User Operators with Implicits & Overloads

In bidirectional type checkers

By @MonoidMusician

Okay, let me start off by saying Iʼm not a huge fan of bidirectional type theory. It is not a satisfying explanation of typechecking for me, I feel like you run into its limitations way too quickly.I feel like I can say this now that Iʼve worked on getting PolyTT off the ground!

However, it is quite useful, especially for quickly getting started with a type theory implementation. It has a specific philosophical tack, which is commendable (“redexes need annotations”). And it supports some nice features.

In particular it lets you hack in cheap overloads and coercions (both fake and real) – but in a limited manner.By fake coercion, I mean a coercion that happens only in the elaborator for specific syntax – “elaboration hacks” in other words. Real coercions operate on arbitary terms, when actual and expected types are different but coercible, but these require more systematic incorporation into the theory.

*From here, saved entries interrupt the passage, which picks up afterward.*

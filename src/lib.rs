//! # geohash-rs
//!
//! Geohash encoding, decoding and neighbour lookup, with helpers for
//! bounding boxes, distances, aggregate statistics and CSV annotation.
//!
//! There are currently four main entry points.
//!
//! ### 1. Codec functions
//!
//! ```
//! use geohash_rs::{decode_exactly, encode};
//!
//! # fn main() -> Result<(), geohash_rs::GeohashError> {
//! let geohash = encode(42.6, -5.6, 5)?;
//! assert_eq!(geohash, "ezs42");
//!
//! let exact = decode_exactly(&geohash)?;
//! assert!((exact.latitude - 42.6).abs() <= exact.latitude_error);
//! # Ok(())
//! # }
//! ```
//!
//! ### 2. Neighbours
//!
//! ```
//! use geohash_rs::{Direction, get_adjacent};
//!
//! # fn main() -> Result<(), geohash_rs::GeohashError> {
//! assert_eq!(get_adjacent("kd3ybyu", Direction::Right)?, "kd3ybyv");
//! // longitude wraps across the antimeridian, latitude stops at the poles
//! assert_eq!(get_adjacent("z", Direction::Right)?, "b");
//! assert!(get_adjacent("gzzzzz", Direction::Top).is_err());
//! # Ok(())
//! # }
//! ```
//!
//! ### 3. `GeohashCell` - Single Cell Operations
//!
//! ```
//! use geohash_rs::GeohashCell;
//!
//! # fn main() -> Result<(), geohash_rs::GeohashError> {
//! let cell = GeohashCell::from_wgs84(&(10.40744, 57.64911), 11)?;
//! println!("{}", cell.id);
//! let polygon = cell.to_polygon();
//! # Ok(())
//! # }
//! ```
//!
//! ### 4. `CsvToGeohash` - CSV File Conversion
//!
//! Convert CSV files with geometry columns (WKT or GeoJSON) to geohash-indexed CSVs:
//!
//! ```no_run
//! use geohash_rs::{CsvGeohashConfig, CsvToGeohash, GeometryFormat};
//!
//! let config = CsvGeohashConfig::new("geometry", 9)
//!     .exclude(vec!["Geo Point".into()])
//!     .with_cell_geometry(GeometryFormat::Wkt);
//!
//! "input.csv".to_geohash_csv("output.csv", &config).unwrap();
//! ```
//!
//! Or use separate longitude and latitude columns:
//!
//! ```no_run
//! use geohash_rs::{CsvGeohashConfig, csv_to_geohash_csv};
//!
//! let config = CsvGeohashConfig::from_coords("Longitude", "Latitude", 9);
//! csv_to_geohash_csv("bus_stops.csv", "output.csv", &config).unwrap();
//! ```
//!

pub mod api;
pub mod core;
pub mod util;

pub use api::stats;
pub use api::{
    BoundingBox, ConversionStats, CoordinateSource, CsvGeohashConfig, CsvToGeohash, GeohashCell,
    cell_polygon, csv_to_geohash_csv, decode_bounds, decode_exactly_many, decode_many,
    do_boxes_intersect, encode_many, geohash_approximate_distance,
    geohash_approximate_distance_checked, geohash_haversine_distance, geohashes_in_box,
    get_bounding_box, haversine_distance, is_point_in_box, is_point_in_geohash,
};
pub use core::{
    BASE32_ALPHABET, DEFAULT_PRECISION, Direction, EARTH_RADIUS, ExactLatLong, LatLong,
    MAX_PRECISION, decode, decode_exactly, encode, encode_strictly, get_adjacent,
    get_adjacent_str,
};
pub use util::{
    Coordinate, GeohashError, GeometryFormat, is_valid_geohash, is_valid_latitude,
    is_valid_longitude,
};

pub use geo_types;

#[cfg(test)]
mod tests {
    use super::*;
    use geo_types::point;

    #[test]
    fn test_end_to_end_workflow() -> Result<(), GeohashError> {
        let geohash = encode(57.64911, 10.40744, 11)?;
        assert_eq!(geohash, "u4pruydqqvj");

        let exact = decode_exactly(&geohash)?;
        let bbox = decode_bounds(&geohash)?;
        assert!(bbox.contains(exact.latitude, exact.longitude));
        assert!(is_point_in_geohash(57.64911, 10.40744, &geohash)?);

        let cell = GeohashCell::from_geohash(&geohash)?;
        assert_eq!(cell.bounding_box(), bbox);
        assert_eq!(cell.to_polygon().exterior().coords().count(), 5);
        Ok(())
    }

    #[test]
    fn test_using_geo_types_macros() -> Result<(), GeohashError> {
        let pt = point! { x: -5.6, y: 42.6 };
        let cell = GeohashCell::from_wgs84(&pt, 5)?;
        assert_eq!(cell.id, "ezs42");
        assert_eq!(encode_many(&[pt], 5)?, vec!["ezs42"]);
        Ok(())
    }

    #[test]
    fn test_neighbours_surround_cell() -> Result<(), GeohashError> {
        let centre = "9q8yyk";
        let centre_box = get_bounding_box(centre)?;

        for direction in Direction::ALL {
            let neighbour = get_adjacent(centre, direction)?;
            assert_eq!(neighbour.len(), centre.len());
            assert!(do_boxes_intersect(&centre_box, &get_bounding_box(&neighbour)?));
            assert_eq!(get_adjacent(&neighbour, direction.opposite())?, centre);
        }
        Ok(())
    }

    #[test]
    fn test_prefix_cells_nest() -> Result<(), GeohashError> {
        let full = encode(-33.8688, 151.2093, 12)?;
        for p in 1..=12 {
            assert_eq!(encode(-33.8688, 151.2093, p)?, full[..p]);
            let outer = get_bounding_box(&full[..p])?;
            let inner = get_bounding_box(&full)?;
            assert!(outer.contains(inner.min_lat, inner.min_lon));
            assert!(outer.contains(inner.max_lat, inner.max_lon));
        }
        Ok(())
    }

    #[test]
    fn test_distances_and_stats_together() -> Result<(), GeohashError> {
        let hashes = vec![encode(51.5074, -0.1278, 9)?, encode(48.8566, 2.3522, 9)?];
        let d = geohash_haversine_distance(&hashes[0], &hashes[1])?;
        assert!(d > 340_000.0 && d < 345_000.0);
        assert_eq!(geohash_approximate_distance(&hashes[0], &hashes[1]), 20_000_000.0);

        assert!(stats::northern(&hashes)?.starts_with(&hashes[0]));
        assert!(stats::eastern(&hashes)?.starts_with(&hashes[1]));
        assert!(stats::std(&hashes)? > 0.0);
        Ok(())
    }

    #[test]
    fn test_validation_helpers() {
        assert!(is_valid_geohash("ezs42"));
        assert!(!is_valid_geohash("ezs4a"));
        assert!(is_valid_latitude(-90.0));
        assert!(!is_valid_longitude(180.5));
    }
}
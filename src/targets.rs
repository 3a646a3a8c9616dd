// Copyright 2020 Google LLC
//
// Licensed under the Apache License, Version 2.0 (the "License");
// you may not use this file except in compliance with the License.
// You may obtain a copy of the License at
//
//     http://www.apache.org/licenses/LICENSE-2.0
//
// Unless required by applicable law or agreed to in writing, software
// distributed under the License is distributed on an "AS IS" BASIS,
// WITHOUT WARRANTIES OR CONDITIONS OF ANY KIND, either express or implied.
// See the License for the specific language governing permissions and
// limitations under the License.

//! Target ingestion: turns CLI tokens into resolved addresses. This is an
//! external collaborator of the core engine (the engine only ever sees
//! `add_target`-style resolved addresses), implemented here so the crate
//! is a runnable binary.

use std::net::{IpAddr, Ipv4Addr};

use thiserror::Error;

pub const MAX_TARGET_NAME_LEN: usize = 255;
pub const MAX_GENERATED_ADDRESSES: usize = 131_072;

#[derive(Debug, Error, PartialEq, Eq)]
pub enum TargetError {
    #[error("target name too long")]
    NameTooLong,
    #[error("address family unsupported: {0}")]
    AddressFamilyUnsupported(String),
    #[error("could not resolve '{0}'")]
    ResolutionFailure(String),
    #[error("range/prefix '{0}' would expand to more than {MAX_GENERATED_ADDRESSES} addresses")]
    RangeTooLarge(String),
    #[error("invalid range/prefix syntax: {0}")]
    InvalidRange(String),
}

#[derive(Debug, Clone, PartialEq, Eq)]
pub struct ResolvedTarget {
    pub display_name: String,
    pub address: IpAddr,
}

/// Resolves a single CLI token (literal address or hostname) to an
/// address, performing DNS resolution only when the token does not parse
/// as a literal.
pub fn resolve_target(token: &str) -> Result<ResolvedTarget, TargetError> {
    if token.len() > MAX_TARGET_NAME_LEN {
        return Err(TargetError::NameTooLong);
    }
    if let Ok(addr) = token.parse::<IpAddr>() {
        return Ok(ResolvedTarget {
            display_name: token.to_string(),
            address: addr,
        });
    }
    let addr = dns_lookup::lookup_host(token)
        .ok()
        .and_then(|addrs| addrs.into_iter().next())
        .ok_or_else(|| TargetError::ResolutionFailure(token.to_string()))?;
    Ok(ResolvedTarget {
        display_name: token.to_string(),
        address: addr,
    })
}

/// Expands a `--generate` token: either an `a.b.c.d/n` CIDR prefix or an
/// `a.b.c.d-e` last-octet range. Network and broadcast addresses are
/// excluded for prefixes shorter than `/31`.
pub fn expand_range(token: &str) -> Result<Vec<ResolvedTarget>, TargetError> {
    if let Some((base, prefix)) = token.split_once('/') {
        return expand_cidr(base, prefix, token);
    }
    if let Some((base, last)) = token.rsplit_once('-') {
        if let Some(dot) = base.rfind('.') {
            let prefix_str = &base[..dot];
            let first_octet_str = &base[dot + 1..];
            return expand_octet_range(prefix_str, first_octet_str, last, token);
        }
    }
    Err(TargetError::InvalidRange(token.to_string()))
}

fn expand_cidr(base: &str, prefix: &str, token: &str) -> Result<Vec<ResolvedTarget>, TargetError> {
    let base_addr: Ipv4Addr = base
        .parse()
        .map_err(|_| TargetError::InvalidRange(token.to_string()))?;
    let prefix_len: u32 = prefix
        .parse()
        .map_err(|_| TargetError::InvalidRange(token.to_string()))?;
    if prefix_len > 32 {
        return Err(TargetError::InvalidRange(token.to_string()));
    }

    let host_bits = 32 - prefix_len;
    let count: u64 = 1u64 << host_bits;
    if count > MAX_GENERATED_ADDRESSES as u64 {
        return Err(TargetError::RangeTooLarge(token.to_string()));
    }

    let base_u32 = u32::from(base_addr);
    let mask = if prefix_len == 0 { 0 } else { u32::MAX << host_bits };
    let network = base_u32 & mask;

    let (first, last) = if prefix_len >= 31 {
        (network, network + (count as u32 - 1))
    } else {
        (network + 1, network + (count as u32 - 2))
    };

    let mut out = Vec::new();
    let mut addr = first;
    while addr <= last {
        let ip = Ipv4Addr::from(addr);
        out.push(ResolvedTarget {
            display_name: ip.to_string(),
            address: IpAddr::V4(ip),
        });
        if addr == u32::MAX {
            break;
        }
        addr += 1;
    }
    Ok(out)
}

fn expand_octet_range(
    prefix: &str,
    first_str: &str,
    last_str: &str,
    token: &str,
) -> Result<Vec<ResolvedTarget>, TargetError> {
    let first: u8 = first_str
        .parse()
        .map_err(|_| TargetError::InvalidRange(token.to_string()))?;
    let last: u8 = last_str
        .parse()
        .map_err(|_| TargetError::InvalidRange(token.to_string()))?;
    if last < first {
        return Err(TargetError::InvalidRange(token.to_string()));
    }
    let count = (last - first) as usize + 1;
    if count > MAX_GENERATED_ADDRESSES {
        return Err(TargetError::RangeTooLarge(token.to_string()));
    }

    let mut out = Vec::with_capacity(count);
    for octet in first..=last {
        let addr_str = format!("{}.{}", prefix, octet);
        let addr: Ipv4Addr = addr_str
            .parse()
            .map_err(|_| TargetError::InvalidRange(token.to_string()))?;
        out.push(ResolvedTarget {
            display_name: addr.to_string(),
            address: IpAddr::V4(addr),
        });
    }
    Ok(out)
}

#[cfg(test)]
mod tests {
    use super::*;

    #[test]
    fn literal_ipv4_resolves_without_dns() {
        let t = resolve_target("127.0.0.1").unwrap();
        assert_eq!(t.address, IpAddr::V4(Ipv4Addr::LOCALHOST));
        assert_eq!(t.display_name, "127.0.0.1");
    }

    #[test]
    fn literal_ipv6_resolves_without_dns() {
        let t = resolve_target("::1").unwrap();
        assert_eq!(t.address, "::1".parse::<IpAddr>().unwrap());
    }

    #[test]
    fn overlong_name_is_rejected() {
        let name = "a".repeat(MAX_TARGET_NAME_LEN + 1);
        assert_eq!(resolve_target(&name), Err(TargetError::NameTooLong));
    }

    #[test]
    fn slash_30_excludes_network_and_broadcast() {
        let out = expand_range("192.168.1.0/30").unwrap();
        let addrs: Vec<String> = out.iter().map(|t| t.display_name.clone()).collect();
        assert_eq!(addrs, vec!["192.168.1.1", "192.168.1.2"]);
    }

    #[test]
    fn slash_31_includes_both_addresses() {
        let out = expand_range("192.168.1.0/31").unwrap();
        let addrs: Vec<String> = out.iter().map(|t| t.display_name.clone()).collect();
        assert_eq!(addrs, vec!["192.168.1.0", "192.168.1.1"]);
    }

    #[test]
    fn octet_range_expands_inclusive() {
        let out = expand_range("10.0.0.5-7").unwrap();
        let addrs: Vec<String> = out.iter().map(|t| t.display_name.clone()).collect();
        assert_eq!(addrs, vec!["10.0.0.5", "10.0.0.6", "10.0.0.7"]);
    }

    #[test]
    fn oversized_prefix_is_rejected() {
        assert_eq!(
            expand_range("10.0.0.0/8"),
            Err(TargetError::RangeTooLarge("10.0.0.0/8".to_string()))
        );
    }

    #[test]
    fn malformed_range_is_rejected() {
        assert!(expand_range("not-a-range").is_err());
    }
}
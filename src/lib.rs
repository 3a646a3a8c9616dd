// Copyright 2020 Google LLC
//
// Licensed under the Apache License, Version 2.0 (the "License");
// you may not use this file except in compliance with the License.
// You may obtain a copy of the License at
//
//     http://www.apache.org/licenses/LICENSE-2.0
//
// Unless required by applicable law or agreed to in writing, software
// distributed under the License is distributed on an "AS IS" BASIS,
// WITHOUT WARRANTIES OR CONDITIONS OF ANY KIND, either express or implied.
// See the License for the specific language governing permissions and
// limitations under the License.

pub mod cli;
pub mod clock;
pub mod config;
pub mod engine;
pub mod error;
pub mod event_queue;
pub mod host;
pub mod icmp_codec;
pub mod reporter;
pub mod seqmap;
pub mod signals;
pub mod socket;
pub mod targets;
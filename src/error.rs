// Copyright 2020 Google LLC
//
// Licensed under the Apache License, Version 2.0 (the "License");
// you may not use this file except in compliance with the License.
// You may obtain a copy of the License at
//
//     http://www.apache.org/licenses/LICENSE-2.0
//
// Unless required by applicable law or agreed to in writing, software
// distributed under the License is distributed on an "AS IS" BASIS,
// WITHOUT WARRANTIES OR CONDITIONS OF ANY KIND, either express or implied.
// See the License for the specific language governing permissions and
// limitations under the License.

//! Top-level error type and the exit-code mapping of the error-handling
//! table.

use thiserror::Error;

use crate::config::ConfigError;
use crate::targets::TargetError;

#[derive(Debug, Error)]
pub enum AppError {
    #[error("invalid command line: {0}")]
    InvalidArgs(String),

    #[error("could not read target file: {0}")]
    TargetFile(#[source] std::io::Error),

    #[error(transparent)]
    Config(#[from] ConfigError),

    #[error(transparent)]
    Target(#[from] TargetError),

    #[error("socket setup failed: {0}")]
    SocketSetup(#[source] std::io::Error),

    #[error("interface bind failed: {0}")]
    InterfaceBind(#[source] std::io::Error),

    #[error("privilege drop failed: {0}")]
    PrivilegeDrop(String),
}

impl AppError {
    /// Process exit code per the error-disposition table: 2 is reserved
    /// for resolution failures, which are tracked separately by `main`
    /// since they are non-fatal warnings rather than this error type.
    pub fn exit_code(&self) -> i32 {
        match self {
            AppError::InvalidArgs(_) => 3,
            AppError::TargetFile(_) => 3,
            AppError::Config(_) => 3,
            AppError::Target(TargetError::AddressFamilyUnsupported(_)) => 3,
            AppError::Target(_) => 2,
            AppError::SocketSetup(_) => 4,
            AppError::InterfaceBind(_) => 1,
            AppError::PrivilegeDrop(_) => 4,
        }
    }
}
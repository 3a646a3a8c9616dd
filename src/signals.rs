// Copyright 2020 Google LLC
//
// Licensed under the Apache License, Version 2.0 (the "License");
// you may not use this file except in compliance with the License.
// You may obtain a copy of the License at
//
//     http://www.apache.org/licenses/LICENSE-2.0
//
// Unless required by applicable law or agreed to in writing, software
// distributed under the License is distributed on an "AS IS" BASIS,
// WITHOUT WARRANTIES OR CONDITIONS OF ANY KIND, either express or implied.
// See the License for the specific language governing permissions and
// limitations under the License.

//! `SIGINT`/`SIGQUIT` handling via raw `sigaction`, writing only to
//! word-sized atomics as async-signal-safety requires.
//!
//! `ctrlc` was considered and rejected: its portable API hands back a
//! single combined handler and cannot cleanly distinguish `interrupt` from
//! `quit`, which this tool maps to two different engine flags
//! (`finish_requested` vs `status_snapshot`).

use std::sync::atomic::{AtomicBool, Ordering};

static FINISH_REQUESTED: AtomicBool = AtomicBool::new(false);
static STATUS_SNAPSHOT: AtomicBool = AtomicBool::new(false);

extern "C" fn handle_interrupt(_signum: libc::c_int) {
    FINISH_REQUESTED.store(true, Ordering::SeqCst);
}

extern "C" fn handle_quit(_signum: libc::c_int) {
    STATUS_SNAPSHOT.store(true, Ordering::SeqCst);
}

/// Installs the `SIGINT` and `SIGQUIT` handlers. Safe to call once at
/// process start; calling it more than once just reinstalls the same
/// handlers.
pub fn install() {
    unsafe {
        install_one(libc::SIGINT, handle_interrupt);
        install_one(libc::SIGQUIT, handle_quit);
    }
}

unsafe fn install_one(signum: libc::c_int, handler: extern "C" fn(libc::c_int)) {
    let mut action: libc::sigaction = std::mem::zeroed();
    action.sa_sigaction = handler as usize;
    libc::sigemptyset(&mut action.sa_mask);
    action.sa_flags = 0;
    libc::sigaction(signum, &action, std::ptr::null_mut());
}

pub fn finish_requested() -> bool {
    FINISH_REQUESTED.load(Ordering::SeqCst)
}

/// Reads and clears the status-snapshot flag in one step.
pub fn take_status_snapshot() -> bool {
    STATUS_SNAPSHOT.swap(false, Ordering::SeqCst)
}

#[cfg(test)]
pub fn reset_for_test() {
    FINISH_REQUESTED.store(false, Ordering::SeqCst);
    STATUS_SNAPSHOT.store(false, Ordering::SeqCst);
}

#[cfg(test)]
mod tests {
    use super::*;
    use std::sync::Mutex;

    // The flags above are process-global, so serialize the tests that
    // touch them.
    static TEST_LOCK: Mutex<()> = Mutex::new(());

    #[test]
    fn flags_start_clear() {
        let _g = TEST_LOCK.lock().unwrap();
        reset_for_test();
        assert!(!finish_requested());
        assert!(!take_status_snapshot());
    }

    #[test]
    fn handlers_set_the_expected_flag() {
        let _g = TEST_LOCK.lock().unwrap();
        reset_for_test();
        handle_interrupt(libc::SIGINT);
        assert!(finish_requested());
        assert!(!take_status_snapshot());

        reset_for_test();
        handle_quit(libc::SIGQUIT);
        assert!(!finish_requested());
        assert!(take_status_snapshot());
        // swap cleared it
        assert!(!take_status_snapshot());
    }
}
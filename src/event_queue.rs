// Copyright 2020 Google LLC
//
// Licensed under the Apache License, Version 2.0 (the "License");
// you may not use this file except in compliance with the License.
// You may obtain a copy of the License at
//
//     http://www.apache.org/licenses/LICENSE-2.0
//
// Unless required by applicable law or agreed to in writing, software
// distributed under the License is distributed on an "AS IS" BASIS,
// WITHOUT WARRANTIES OR CONDITIONS OF ANY KIND, either express or implied.
// See the License for the specific language governing permissions and
// limitations under the License.

//! A time-sorted doubly-linked event queue over a flat, index-addressed
//! arena. Two instances of this queue exist in the engine: one for
//! scheduled sends (`ping_q`), one for outstanding deadlines (`timeout_q`).
//!
//! Pointer-based intrusive lists need unsafe aliasing in Rust, so instead
//! each host reserves a contiguous range of slots in the arena at
//! ingestion time, and `prev`/`next` are `Option<usize>` indices into that
//! same `Vec`.

use crate::clock::TimeNs;

#[derive(Debug, Clone, Copy)]
struct EventSlot {
    time_ns: TimeNs,
    host_index: usize,
    ping_index: u64,
    in_queue: bool,
    prev: Option<usize>,
    next: Option<usize>,
}

impl EventSlot {
    fn unused() -> Self {
        Self {
            time_ns: 0,
            host_index: 0,
            ping_index: 0,
            in_queue: false,
            prev: None,
            next: None,
        }
    }
}

/// A time-sorted queue over a preallocated arena of event slots.
///
/// Slot indices are stable for the lifetime of the queue: a host's slot at
/// `base + (ping_index % s)` is always the same `usize`, which lets the
/// engine address events directly instead of searching for them.
pub struct EventQueue {
    slots: Vec<EventSlot>,
    head: Option<usize>,
    tail: Option<usize>,
}

impl EventQueue {
    /// Creates a queue with `capacity` preallocated (unused) slots.
    pub fn with_capacity(capacity: usize) -> Self {
        Self {
            slots: vec![EventSlot::unused(); capacity],
            head: None,
            tail: None,
        }
    }

    /// Grows the arena to at least `capacity` slots. Used when hosts are
    /// added incrementally during target ingestion.
    pub fn reserve(&mut self, capacity: usize) {
        if self.slots.len() < capacity {
            self.slots.resize(capacity, EventSlot::unused());
        }
    }

    pub fn is_empty(&self) -> bool {
        self.head.is_none()
    }

    pub fn peek_head_time(&self) -> Option<TimeNs> {
        self.head.map(|h| self.slots[h].time_ns)
    }

    pub fn peek_head(&self) -> Option<(usize, usize, u64)> {
        self.head
            .map(|h| (h, self.slots[h].host_index, self.slots[h].ping_index))
    }

    /// O(n) insert scanning from the tail; on ties, new entries land after
    /// existing ones (FIFO among same-time events).
    pub fn enqueue(&mut self, slot_index: usize, time_ns: TimeNs, host_index: usize, ping_index: u64) {
        debug_assert!(!self.slots[slot_index].in_queue, "slot already queued");
        self.slots[slot_index] = EventSlot {
            time_ns,
            host_index,
            ping_index,
            in_queue: true,
            prev: None,
            next: None,
        };

        let mut cursor = self.tail;
        while let Some(c) = cursor {
            if self.slots[c].time_ns <= time_ns {
                break;
            }
            cursor = self.slots[c].prev;
        }

        match cursor {
            None => {
                // New head.
                let old_head = self.head;
                self.slots[slot_index].next = old_head;
                if let Some(h) = old_head {
                    self.slots[h].prev = Some(slot_index);
                }
                self.head = Some(slot_index);
                if self.tail.is_none() {
                    self.tail = Some(slot_index);
                }
            }
            Some(c) => {
                let after = self.slots[c].next;
                self.slots[slot_index].prev = Some(c);
                self.slots[slot_index].next = after;
                self.slots[c].next = Some(slot_index);
                match after {
                    Some(a) => self.slots[a].prev = Some(slot_index),
                    None => self.tail = Some(slot_index),
                }
            }
        }
    }

    /// Removes `slot_index` from the queue. A no-op if it is not currently
    /// queued: late/duplicate receive handling can legitimately race
    /// against a slot that was already removed.
    pub fn remove(&mut self, slot_index: usize) {
        if !self.slots[slot_index].in_queue {
            return;
        }
        let prev = self.slots[slot_index].prev;
        let next = self.slots[slot_index].next;
        match prev {
            Some(p) => self.slots[p].next = next,
            None => self.head = next,
        }
        match next {
            Some(n) => self.slots[n].prev = prev,
            None => self.tail = prev,
        }
        self.slots[slot_index].in_queue = false;
        self.slots[slot_index].prev = None;
        self.slots[slot_index].next = None;
    }

    pub fn dequeue_head(&mut self) -> Option<(usize, usize, u64)> {
        let head = self.head?;
        let host_index = self.slots[head].host_index;
        let ping_index = self.slots[head].ping_index;
        self.remove(head);
        Some((head, host_index, ping_index))
    }

    pub fn is_queued(&self, slot_index: usize) -> bool {
        self.slots[slot_index].in_queue
    }
}

#[cfg(test)]
mod tests {
    use super::*;

    #[test]
    fn enqueue_dequeue_orders_by_time() {
        let mut q = EventQueue::with_capacity(4);
        q.enqueue(0, 300, 0, 0);
        q.enqueue(1, 100, 1, 0);
        q.enqueue(2, 200, 2, 0);

        assert_eq!(q.peek_head_time(), Some(100));
        assert_eq!(q.dequeue_head(), Some((1, 1, 0)));
        assert_eq!(q.dequeue_head(), Some((2, 2, 0)));
        assert_eq!(q.dequeue_head(), Some((0, 0, 0)));
        assert!(q.is_empty());
    }

    #[test]
    fn equal_time_entries_are_fifo() {
        let mut q = EventQueue::with_capacity(4);
        q.enqueue(0, 100, 10, 0);
        q.enqueue(1, 100, 20, 0);
        q.enqueue(2, 100, 30, 0);

        assert_eq!(q.dequeue_head().unwrap().1, 10);
        assert_eq!(q.dequeue_head().unwrap().1, 20);
        assert_eq!(q.dequeue_head().unwrap().1, 30);
    }

    #[test]
    fn remove_unlinks_arbitrary_slot() {
        let mut q = EventQueue::with_capacity(4);
        q.enqueue(0, 100, 0, 0);
        q.enqueue(1, 200, 1, 0);
        q.enqueue(2, 300, 2, 0);

        q.remove(1);
        assert!(!q.is_queued(1));
        assert_eq!(q.dequeue_head(), Some((0, 0, 0)));
        assert_eq!(q.dequeue_head(), Some((2, 2, 0)));
        assert!(q.is_empty());
    }

    #[test]
    fn remove_of_unqueued_slot_is_noop() {
        let mut q = EventQueue::with_capacity(2);
        q.remove(0);
        assert!(q.is_empty());
    }

    #[test]
    fn head_is_always_earliest_after_mixed_ops() {
        let mut q = EventQueue::with_capacity(8);
        let times = [500, 100, 900, 50, 300, 700];
        for (i, t) in times.iter().enumerate() {
            q.enqueue(i, *t, i, 0);
        }
        q.remove(2); // drop the 900
        let mut out = Vec::new();
        while let Some((_, h, _)) = q.dequeue_head() {
            out.push(times[h]);
        }
        let mut sorted = out.clone();
        sorted.sort_unstable();
        assert_eq!(out, sorted);
    }
}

Overloads, in this context, include operators that morally take implicit arguments. Of course, for builtins, the typechecker can do whatever it want, but a common feature is that it is used for resolving types that would be implemented as implicit arguments.

However, these overloads and coercions are limited to builtin types and functions. They need to be baked into the implementation.

In particular, if youʼre implementing a dependent type theory and choose a naïve bidirectional type checking algorithm, youʼre limiting implicit arguments to be only for builtins.

And any user of that theory is going to be frustrated at the verbosity of it. And maybe a little miffed at the unfairness of it.

How come the implementer keeps the cool tricks to herself?!

Letʼs try to fix this. How can we give the user access to implicit arguments for their own functions too?

As usual with type theory, it requires being more disciplined and systematic. Formalizing the unstated conventions underpinning common practice – this is the bread and butter of type theorists!

Game plan

Our first observation comes from a page stolen out of the builtinsʼ book:

Require that user-defined operators are fully applied enough, in order to infer implicits.

What does this mean, “enough”? Weʼll need to do some work to figure it out.

But what it accomplishes is clear:

Knowing that we have some arguments applied already lets us syn them, and use the resulting type information to fill in the implicits.

I will be using syn and chk as verbs freely. These are the synthesize and check modes of bidirectional type theory.

Thus we would say that we need to be able to syn enough arguments to determine every implicit the user asked for. The remaining arguments can (and should) be chk​ed – and since normal function arguments are also chk​ed, this means they can be unapplied arguments.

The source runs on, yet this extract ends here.